- _Work required_: Restate word for word the lines beginning with the one that contains "start at 0." and ending at the bottom of the records below, both included.

■ ■ ■ ■ ■ ■ ■

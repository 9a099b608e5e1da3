//! Group identifiers.

use std::collections::BTreeMap;
use std::fmt;

use emsr_catalogue::MagnitudeMeasure;

/// Identifier of one group of measures.
#[derive(Debug, Clone, PartialEq, Eq, PartialOrd, Ord, Hash)]
pub enum GroupKey {
    /// All measures of one event, keyed by its source key.
    Event(String),
    /// A cluster label; labels start at 0.
    Cluster(usize),
}

impl fmt::Display for GroupKey {
    fn fmt(&self, f: &mut fmt::Formatter<'_>) -> fmt::Result {
        match self {
            GroupKey::Event(key) => write!(f, "event {key}"),
            GroupKey::Cluster(label) => write!(f, "cluster {label}"),
        }
    }
}

/// Measures partitioned by group, in key order.
pub type Groups = BTreeMap<GroupKey, Vec<MagnitudeMeasure>>;

/// Collects measures into groups given one label per measure.
pub(crate) fn from_labels(measures: &[&MagnitudeMeasure], labels: &[usize]) -> Groups {
    let mut groups = Groups::new();
    for (measure, &label) in measures.iter().zip(labels) {
        groups
            .entry(GroupKey::Cluster(label))
            .or_default()
            .push((*measure).clone());
    }
    groups
}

■ ■ ■ ■ ■ ■ ■

- _Solved exercise_:
    /// A cluster label; labels start at 0.
    Cluster(usize),
}

impl fmt::Display for GroupKey {
    fn fmt(&self, f: &mut fmt::Formatter<'_>) -> fmt::Result {
        match self {
            GroupKey::Event(key) => write!(f, "event {key}"),
            GroupKey::Cluster(label) => write!(f, "cluster {label}"),
        }
    }
}

/// Measures partitioned by group, in key order.
pub type Groups = BTreeMap<GroupKey, Vec<MagnitudeMeasure>>;

/// Collects measures into groups given one label per measure.
pub(crate) fn from_labels(measures: &[&MagnitudeMeasure], labels: &[usize]) -> Groups {
    let mut groups = Groups::new();
    for (measure, &label) in measures.iter().zip(labels) {
        groups
            .entry(GroupKey::Cluster(label))
            .or_default()
            .push((*measure).clone());
    }
    groups
}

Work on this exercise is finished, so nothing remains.